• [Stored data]
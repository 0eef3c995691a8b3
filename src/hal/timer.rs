//! TC0 tick interrupt for the ATmega128
//!
//! Runs Timer0 in CTC mode off the /64 prescaler: 16 MHz / 64 / 250
//! gives a compare match every millisecond. The compare ISR is the sole
//! producer of the shared tick counter.

use avr_device::atmega128::TC0;

use crate::config::CPU_FREQ_HZ;
use crate::rtos::tick::{self, SystemTick, Tick, TickSource};
use crate::rtos::timer::ThreadTimer;

/// Timer0 clock select (CS02:CS00).
const PRESCALE_64: u8 = 0x04;
/// CTC waveform mode (WGM01).
const MODE_CTC: u8 = 1 << 3;
/// Output compare interrupt enable (OCIE0) in TIMSK.
const COMPARE_IRQ: u8 = 1 << 1;

/// Compare value for a 1 ms period: counts 0..=249 at 250 kHz.
const TICK_COMPARE: u8 = (CPU_FREQ_HZ / 64 / 1_000 - 1) as u8;

#[avr_device::interrupt(atmega128)]
fn TIMER0_COMP() {
    tick::advance();
}

/// Tick source backed by the TC0 compare interrupt.
///
/// `init` programs the timer and zeroes the counter; the caller still has
/// to enable interrupts globally before ticks start flowing.
pub struct HardwareTick {
    sys: SystemTick,
}

impl HardwareTick {
    pub const fn new() -> Self {
        Self { sys: SystemTick }
    }
}

impl Default for HardwareTick {
    fn default() -> Self {
        Self::new()
    }
}

impl TickSource for HardwareTick {
    fn init(&mut self) {
        let tc0 = unsafe { &*TC0::ptr() };
        tc0.tccr0.write(|w| unsafe { w.bits(MODE_CTC | PRESCALE_64) });
        tc0.tcnt0.write(|w| unsafe { w.bits(0) });
        tc0.ocr0.write(|w| unsafe { w.bits(TICK_COMPARE) });
        tc0.timsk.modify(|r, w| unsafe { w.bits(r.bits() | COMPARE_IRQ) });
        self.sys.init();
    }

    fn current_tick(&mut self) -> Tick {
        self.sys.current_tick()
    }
}

/// Busy-wait helper for driver code that has no timer context of its own.
/// The tick interrupt must already be configured and enabled.
pub fn delay_ms(ms: u16) {
    let mut clock = HardwareTick::new();
    let mut timer = ThreadTimer::new();
    timer.blocking_delay(&mut clock, Tick::from(ms));
}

• [TASK ITEM]
Whenever the word "ThreadTimer" shows up in a line of the entries, list that line.

• [TASK RESPONSE]
use crate::rtos::timer::ThreadTimer;
    let mut timer = ThreadTimer::new();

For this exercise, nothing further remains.